Count every line of these entries that holds the word "overlay", and reply with the number only.

------------------------------------------------------------

const DEFAULT_EXACT: &[(&str, &str)] = &[
    // Modals
    ("modal", "Modal"),
    ("simple-modal", "SimpleModal"),
    ("form-modal", "FormModal"),
    ("app-modal", "AppModal"),
    ("wide-modal", "WideModal"),
    ("narrow-modal", "NarrowModal"),
    ("error-modal", "ErrorModal"),
    ("message-modal", "MessageModal"),
    ("account-modal", "AccountModal"),
    ("accounts-modal", "AccountsModal"),
    ("project-modal", "ProjectModal"),
    ("projects-modal", "ProjectsModal"),
    ("user-modal", "UserModal"),
    ("users-modal", "UsersModal"),
    ("login-modal", "LoginModal"),
    ("register-modal", "RegisterModal"),
    ("text-prompt-modal", "TextPromptModal"),
    ("yesno-modal", "YesNoModal"),
    ("jobs-modal", "JobsModal"),
    ("documents-modal", "DocumentsModal"),
    ("history-modal", "HistoryModal"),
    ("document-item-history-modal", "DocumentItemHistoryModal"),
    ("password-reset-modal", "PasswordResetModal"),
    ("corpus-filter-modal", "CorpusFilterModal"),
    ("choose-content-modal", "ChooseContentForAIModal"),
    ("import-wizard-modal", "QuestionImportModal"),
    ("duplicate-permissions-modal", "DuplicatePermissionsModal"),
    ("add-corpus-permission-modal", "AddCorpusPermissionModal"),
    ("add-docchain-permission-modal", "AddDocchainPermissionModal"),
    // Buttons and controls
    ("btn", "Button"),
    ("btn-primary", "PrimaryButton"),
    ("btn-secondary", "SecondaryButton"),
    ("btn-danger", "DangerButton"),
    ("btn-negative", "NegativeButton"),
    ("btn-back", "BackButton"),
    ("btn-cancel", "CancelButton"),
    ("btn-sm", "SmallButton"),
    ("btn-label", "ButtonLabel"),
    ("button-group", "ButtonGroup"),
    ("toggle-button", "ToggleButton"),
    ("toggle-button-group", "ToggleButtonGroup"),
    // Forms
    ("form-group", "FormGroup"),
    ("doc-input", "DocInput"),
    ("async-form", "AsyncForm"),
    ("filter-select", "FilterSelect"),
    ("checkbox-container", "CheckboxContainer"),
    ("checkbox-item", "CheckboxItem"),
    ("checkbox-grid", "CheckboxGrid"),
    ("mapping-field-select", "MappingFieldSelect"),
    ("mapping-field-label", "MappingFieldLabel"),
    ("mapping-field-group", "MappingFieldGroup"),
    // Modal structure
    ("modal-header", "ModalHeader"),
    ("modal-content", "ModalContent"),
    ("modal-footer", "ModalFooter"),
    ("modal-close", "ModalClose"),
    ("modal-overlay", "ModalOverlay"),
    ("overlay", "Overlay"),
    // Status and loading
    ("status-indicator", "StatusIndicator"),
    ("status-container", "StatusContainer"),
    ("status-icon", "StatusIcon"),
    ("loading-indicator", "LoadingIndicator"),
    ("loading-placeholder", "LoadingPlaceholder"),
    ("error-placeholder", "ErrorPlaceholder"),
    ("progress-bar", "ProgressBar"),
    ("progress-container", "ProgressContainer"),
    ("progress-stats", "ProgressStats"),
    ("manual-loading-overlay", "ManualLoadingOverlay"),
    // Icons
    ("fas", "FontAwesomeIcon"),
    ("fa-spinner", "LoadingSpinner"),
    ("fa-spin", "SpinAnimation"),
    ("info-icon", "InfoIcon"),
    ("warning-icon", "WarningIcon"),
    ("success-icon", "SuccessIcon"),
    // Dropdowns
    ("dropdown", "Dropdown"),
    ("dropdown-header", "DropdownHeader"),
    ("dropdown-content", "DropdownContent"),
    ("dropdown-footer", "DropdownFooter"),
    ("jobs-dropdown", "JobsDropdown"),
    ("notifications-dropdown", "NotificationsDropdown"),
    // Stages
    ("stage-form", "StageForm"),
    ("stage-form-rfp-question-import", "StageFormRfpQuestionImport"),
    ("stage-form-rfp-answer-questions", "StageFormRfpAnswerQuestions"),
    ("stage-form-rfp-initial-review", "StageFormAnalysisLMInitialReview"),
    ("stage-title", "StageTitle"),
    ("stage-description", "StageDescription"),
    ("stage-number", "StageNumber"),
    ("stage-separator", "StageSeparator"),
    // Grids
    ("questions-grid", "QuestionsGrid"),
    ("ag-overlay-loading-center", "AgGridLoadingOverlay"),
    ("ag-overlay-no-rows-center", "AgGridNoRowsOverlay"),
    // Tabs
    ("topic-tabs", "TopicTabs"),
    ("tab-loading-indicator", "TabLoadingIndicator"),
    ("worksheet-tabs-container", "WorksheetTabsContainer"),
    // Panes
    ("control-pane", "ControlPane"),
    ("filter-pane", "FilterPane"),
    ("sub-pane", "SubPane"),
    // Documents
    ("doc-container", "DocumentContainer"),
    ("doc-stage-breadcrumb", "DocumentStageBreadcrumb"),
    ("doc-stage-content-wrapper", "DocumentStageContentWrapper"),
    ("doc-title", "DocumentTitle"),
    ("doc-header", "DocumentHeader"),
    ("doc-footer", "DocumentFooter"),
    ("doc-main-content", "DocumentMainContent"),
    ("breadcrumb-label", "BreadcrumbLabel"),
    // Import wizard
    ("import-step", "ImportStep"),
    ("import-step-select-file", "ImportStepSelectFile"),
    ("import-step-map-columns", "ImportStepMapColumns"),
    ("import-step-preview", "ImportStepPreview"),
    ("import-step-results", "ImportStepResults"),
    ("import-step-confirm", "ImportStepConfirm"),
    ("import-grid-container", "ImportGridContainer"),
    ("import-wizard-content", "ImportWizardContent"),
    ("import-status-container", "ImportStatusContainer"),
    ("import-progress-section", "ImportProgressSection"),
    ("import-note", "ImportNote"),
    ("drag-drop-area", "DragDropArea"),
    // Mapping
    ("mapping-container", "MappingContainer"),
    ("mapping-section", "MappingSection"),
    ("mapping-instructions", "MappingInstructions"),
    ("mapping-form", "MappingForm"),
    ("mapping-item", "MappingItem"),
    ("mappings-list", "MappingsList"),
    ("include-exclude-toggle", "IncludeExcludeToggle"),
    // Worksheets
    ("worksheet-item", "WorksheetItem"),
    ("worksheet-list", "WorksheetList"),
    ("worksheet-header", "WorksheetHeader"),
    ("worksheet-result-item", "WorksheetResultItem"),
    ("worksheet-results-list", "WorksheetResultsList"),
    ("worksheet-results-section", "WorksheetResultsSection"),
    // Previews
    ("preview-container", "PreviewContainer"),
    ("preview-section", "PreviewSection"),
    ("preview-note", "PreviewNote"),
    ("preview-summary-section", "PreviewSummarySection"),
    ("preview-summary-label", "PreviewSummaryLabel"),
    ("preview-summary-info", "PreviewSummaryInfo"),
    ("no-data-message", "NoDataMessage"),
    ("no-sheets-message", "NoSheetsMessage"),
    // Stats
    ("summary-section", "SummarySection"),
    ("summary-details", "SummaryDetails"),
    ("summary-message", "SummaryMessage"),
    ("results-summary-panel", "ResultsSummaryPanel"),
    ("stat-item", "StatItem"),
    ("stat-label", "StatLabel"),
    ("stat-value", "StatValue"),
    ("stats-container", "StatsContainer"),
    ("success-stat", "SuccessStat"),
    ("warning-stat", "WarningStat"),
    ("failure-stat", "FailureStat"),
    ("percentage-stat", "PercentageStat"),
    // Framework
    ("selectable-list", "SelectableList"),
    ("selectable-list-container", "SelectableListContainer"),
    ("selectable-list-item", "SelectableListItem"),
    ("analysis-lm-results", "AnalysisLMResults"),
    ("custom-tooltip", "CustomTooltip"),
    ("cell-tooltip", "CellTooltip"),
    // Tables
    ("users-table", "UsersTable"),
    ("jobs-table", "JobsTable"),
    ("accounts-table", "AccountsTable"),
    ("projects-table", "ProjectsTable"),
    ("files-table", "FilesTable"),
    ("top-bar", "TopBar"),
];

------------------------------------------------------------

:: Exercise result ::
5